//! CLI parse tests.

use super::{Cli, CliCommand};
use clap::Parser;

pub(super) fn parse(args: &[&str]) -> CliCommand {
    let cli = Cli::try_parse_from(args).unwrap();
    cli.command
}
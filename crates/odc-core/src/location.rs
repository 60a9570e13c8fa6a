//! File location model.
//!
//! A location is an opaque URL string. Only its basename (the text after the
//! last `/`) is ever extracted; nothing is decoded or normalized.

use std::path::{Path, PathBuf};

/// Substring after the final `/`, or the whole location when it has none.
///
/// - `basename("http://x/a/b.root")` → `"b.root"`
/// - `basename("http://x/dir/")` → `""`
pub fn basename(location: &str) -> &str {
    match location.rfind('/') {
        Some(idx) => &location[idx + 1..],
        None => location,
    }
}

/// Remote path of an XRootD location: the text after the last occurrence of
/// `server_root`, or the whole location if it does not contain it.
pub fn remote_path<'a>(location: &'a str, server_root: &str) -> &'a str {
    if server_root.is_empty() {
        return location;
    }
    match location.rfind(server_root) {
        Some(idx) => &location[idx + server_root.len()..],
        None => location,
    }
}

/// Where a location lands inside `dest_dir`: `dest_dir/<basename>`.
pub fn destination_path(dest_dir: &Path, location: &str) -> PathBuf {
    dest_dir.join(basename(location))
}
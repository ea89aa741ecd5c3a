//! Core data model types for funktrainer.
//!
//! These are the fundamental types the entire funktrainer system uses to
//! represent catalog questions, category paths, and shuffled answer sets.

use serde::{Deserialize, Serialize};
use std::fmt;
use std::str::FromStr;

/// A single multiple-choice question as stored in the catalog.
///
/// `answer_a` is the canonically correct answer; the other three are
/// distractors. Question and answer texts may embed `$...$` or `$$...$$`
/// math markup, which every layer passes through untouched.
#[derive(Debug, Clone, Serialize, Deserialize)]
pub struct Question {
    /// Catalog question number (e.g. "TD205").
    pub number: String,
    /// Certification tier this question belongs to ("1", "2" or "3").
    pub class: String,
    /// Prompt text.
    pub question: String,
    /// The correct answer text.
    pub answer_a: String,
    pub answer_b: String,
    pub answer_c: String,
    pub answer_d: String,
    /// Image reference shown with the prompt.
    #[serde(default)]
    pub picture_question: Option<String>,
    #[serde(default)]
    pub picture_a: Option<String>,
    #[serde(default)]
    pub picture_b: Option<String>,
    #[serde(default)]
    pub picture_c: Option<String>,
    #[serde(default)]
    pub picture_d: Option<String>,
}

/// A node in the catalog's category tree.
#[derive(Debug, Clone, Serialize, Deserialize)]
pub struct Section {
    /// Category title.
    pub title: String,
    /// Questions attached directly to this section.
    #[serde(default)]
    pub questions: Vec<Question>,
    /// Nested subsections.
    #[serde(default)]
    pub sections: Vec<Section>,
}

/// The question bank as loaded from disk.
#[derive(Debug, Clone, Serialize, Deserialize)]
pub struct Catalog {
    pub sections: Vec<Section>,
}

/// A question annotated with its category path.
///
/// The path is the chain of section titles from the catalog root down to
/// the question's containing section. It is derived once when the catalog
/// is flattened and never mutated; it is always non-empty.
#[derive(Debug, Clone)]
pub struct CategorizedQuestion {
    pub question: Question,
    pub category_path: Vec<String>,
}

/// The original answer slot of an option.
///
/// Stable across display reordering: `A` always names the slot that held
/// the correct answer in the catalog, wherever the shuffle put it.
#[derive(Debug, Clone, Copy, PartialEq, Eq, Hash, Serialize, Deserialize)]
pub enum AnswerId {
    A,
    B,
    C,
    D,
}

impl AnswerId {
    /// All slots in catalog order.
    pub const ALL: [AnswerId; 4] = [AnswerId::A, AnswerId::B, AnswerId::C, AnswerId::D];
}

impl fmt::Display for AnswerId {
    fn fmt(&self, f: &mut fmt::Formatter<'_>) -> fmt::Result {
        match self {
            AnswerId::A => write!(f, "A"),
            AnswerId::B => write!(f, "B"),
            AnswerId::C => write!(f, "C"),
            AnswerId::D => write!(f, "D"),
        }
    }
}

impl FromStr for AnswerId {
    type Err = String;

    fn from_str(s: &str) -> Result<Self, Self::Err> {
        match s.trim().to_lowercase().as_str() {
            "a" => Ok(AnswerId::A),
            "b" => Ok(AnswerId::B),
            "c" => Ok(AnswerId::C),
            "d" => Ok(AnswerId::D),
            other => Err(format!("unknown answer slot: {other}")),
        }
    }
}

/// One display option of a shuffled question.
#[derive(Debug, Clone, Serialize, Deserialize)]
pub struct AnswerOption {
    /// Original slot this option came from.
    pub id: AnswerId,
    /// Answer text.
    pub text: String,
    /// Whether this option is the correct answer.
    pub correct: bool,
    /// Image reference belonging to this answer, carried along so lookups
    /// never have to go back to the original slot fields.
    #[serde(default)]
    pub picture: Option<String>,
}

/// A categorized question with its answers in randomized display order.
#[derive(Debug, Clone, Serialize, Deserialize)]
pub struct ShuffledQuestion {
    pub number: String,
    pub class: String,
    /// Prompt text.
    pub text: String,
    /// Image reference shown with the prompt.
    #[serde(default)]
    pub picture: Option<String>,
    pub category_path: Vec<String>,
    /// Always four options, exactly one of them correct.
    pub answers: Vec<AnswerOption>,
}

impl ShuffledQuestion {
    /// Look up an option by its original slot.
    pub fn option(&self, id: AnswerId) -> Option<&AnswerOption> {
        self.answers.iter().find(|a| a.id == id)
    }

    /// The option currently holding the correct answer.
    pub fn correct_option(&self) -> Option<&AnswerOption> {
        self.answers.iter().find(|a| a.correct)
    }
}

WHAT THE EXERCISE ASKS:
Where the listing above has a line with "correct answer text.", start there, and output every line exactly through the line with "loaded from disk.", which is also included.

ANSWER AREA:
    /// The correct answer text.
    pub answer_a: String,
    pub answer_b: String,
    pub answer_c: String,
    pub answer_d: String,
    /// Image reference shown with the prompt.
    #[serde(default)]
    pub picture_question: Option<String>,
    #[serde(default)]
    pub picture_a: Option<String>,
    #[serde(default)]
    pub picture_b: Option<String>,
    #[serde(default)]
    pub picture_c: Option<String>,
    #[serde(default)]
    pub picture_d: Option<String>,
}

/// A node in the catalog's category tree.
#[derive(Debug, Clone, Serialize, Deserialize)]
pub struct Section {
    /// Category title.
    pub title: String,
    /// Questions attached directly to this section.
    #[serde(default)]
    pub questions: Vec<Question>,
    /// Nested subsections.
    #[serde(default)]
    pub sections: Vec<Section>,
}

/// The question bank as loaded from disk.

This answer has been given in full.